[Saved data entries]
········
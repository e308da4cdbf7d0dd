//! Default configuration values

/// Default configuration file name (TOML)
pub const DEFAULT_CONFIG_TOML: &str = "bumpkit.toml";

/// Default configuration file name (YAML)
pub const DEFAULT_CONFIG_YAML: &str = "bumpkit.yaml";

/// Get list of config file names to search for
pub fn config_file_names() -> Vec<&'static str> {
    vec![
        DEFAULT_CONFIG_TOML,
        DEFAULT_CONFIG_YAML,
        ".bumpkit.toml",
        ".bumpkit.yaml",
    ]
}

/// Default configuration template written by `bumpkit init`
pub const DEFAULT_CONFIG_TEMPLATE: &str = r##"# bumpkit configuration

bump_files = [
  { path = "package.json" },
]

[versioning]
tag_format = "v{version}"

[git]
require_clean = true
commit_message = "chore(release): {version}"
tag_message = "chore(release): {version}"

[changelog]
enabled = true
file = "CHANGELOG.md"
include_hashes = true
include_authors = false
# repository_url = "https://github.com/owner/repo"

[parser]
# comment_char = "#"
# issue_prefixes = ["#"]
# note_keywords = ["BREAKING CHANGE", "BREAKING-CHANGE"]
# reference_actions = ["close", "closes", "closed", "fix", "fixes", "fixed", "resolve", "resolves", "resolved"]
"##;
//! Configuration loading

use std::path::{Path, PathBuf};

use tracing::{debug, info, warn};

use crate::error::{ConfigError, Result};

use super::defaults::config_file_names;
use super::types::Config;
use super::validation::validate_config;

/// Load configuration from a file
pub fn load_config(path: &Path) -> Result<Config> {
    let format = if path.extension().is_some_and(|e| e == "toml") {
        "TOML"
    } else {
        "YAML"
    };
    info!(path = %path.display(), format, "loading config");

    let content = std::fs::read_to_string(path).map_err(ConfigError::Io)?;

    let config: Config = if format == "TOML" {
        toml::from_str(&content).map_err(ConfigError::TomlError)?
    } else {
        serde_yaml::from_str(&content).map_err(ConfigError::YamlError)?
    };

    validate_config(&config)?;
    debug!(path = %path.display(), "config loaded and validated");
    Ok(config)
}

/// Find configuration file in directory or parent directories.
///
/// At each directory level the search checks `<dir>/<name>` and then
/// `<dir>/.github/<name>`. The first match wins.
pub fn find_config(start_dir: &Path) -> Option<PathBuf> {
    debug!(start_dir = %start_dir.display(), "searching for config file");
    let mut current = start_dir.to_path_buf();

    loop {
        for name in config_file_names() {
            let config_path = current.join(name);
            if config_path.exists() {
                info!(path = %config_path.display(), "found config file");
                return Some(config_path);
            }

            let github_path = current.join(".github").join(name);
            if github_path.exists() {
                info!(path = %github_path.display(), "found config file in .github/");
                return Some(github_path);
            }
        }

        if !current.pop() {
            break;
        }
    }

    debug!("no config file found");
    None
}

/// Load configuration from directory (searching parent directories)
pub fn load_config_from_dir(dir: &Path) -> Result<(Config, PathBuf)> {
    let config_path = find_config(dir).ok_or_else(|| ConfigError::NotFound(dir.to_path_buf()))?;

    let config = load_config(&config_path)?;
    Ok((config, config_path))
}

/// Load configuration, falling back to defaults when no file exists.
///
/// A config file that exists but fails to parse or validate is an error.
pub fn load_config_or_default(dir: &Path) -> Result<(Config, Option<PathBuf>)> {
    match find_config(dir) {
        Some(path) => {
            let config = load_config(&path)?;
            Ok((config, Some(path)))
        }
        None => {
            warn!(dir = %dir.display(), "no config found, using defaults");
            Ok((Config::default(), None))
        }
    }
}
········
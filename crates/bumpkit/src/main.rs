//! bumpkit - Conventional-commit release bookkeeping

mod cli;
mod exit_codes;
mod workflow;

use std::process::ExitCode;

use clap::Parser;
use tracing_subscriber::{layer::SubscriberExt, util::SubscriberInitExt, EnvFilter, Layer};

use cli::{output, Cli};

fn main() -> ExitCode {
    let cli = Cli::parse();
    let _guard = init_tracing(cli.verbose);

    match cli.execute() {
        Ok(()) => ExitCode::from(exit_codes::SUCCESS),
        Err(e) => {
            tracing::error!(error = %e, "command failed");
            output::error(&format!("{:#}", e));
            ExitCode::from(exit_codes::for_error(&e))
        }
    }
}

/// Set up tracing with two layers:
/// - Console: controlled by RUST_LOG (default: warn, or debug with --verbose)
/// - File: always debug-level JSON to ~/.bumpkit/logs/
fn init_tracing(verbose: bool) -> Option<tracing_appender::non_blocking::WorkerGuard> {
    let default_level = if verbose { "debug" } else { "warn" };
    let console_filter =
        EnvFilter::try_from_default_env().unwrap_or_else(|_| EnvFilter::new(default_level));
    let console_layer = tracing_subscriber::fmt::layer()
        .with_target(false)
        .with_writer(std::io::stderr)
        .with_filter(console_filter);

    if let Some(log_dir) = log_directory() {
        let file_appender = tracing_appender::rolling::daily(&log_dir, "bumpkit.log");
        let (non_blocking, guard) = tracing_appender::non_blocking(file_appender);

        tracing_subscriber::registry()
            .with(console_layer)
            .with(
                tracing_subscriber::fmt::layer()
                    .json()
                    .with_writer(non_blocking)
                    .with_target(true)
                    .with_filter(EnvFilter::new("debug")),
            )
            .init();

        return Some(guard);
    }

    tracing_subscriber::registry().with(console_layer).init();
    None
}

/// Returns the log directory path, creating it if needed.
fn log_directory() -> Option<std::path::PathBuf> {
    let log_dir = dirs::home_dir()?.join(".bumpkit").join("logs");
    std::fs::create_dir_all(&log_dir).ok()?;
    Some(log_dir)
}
········
▶ REQUIRED WORK:
Give again exactly, and only, the lines above starting at the one with "return Some(config_path);" and ending at the one with "return Some(github_path);".

▶ YOUR RESPONSE:
                return Some(config_path);
            }

            let github_path = current.join(".github").join(name);
            if github_path.exists() {
                info!(path = %github_path.display(), "found config file in .github/");
                return Some(github_path);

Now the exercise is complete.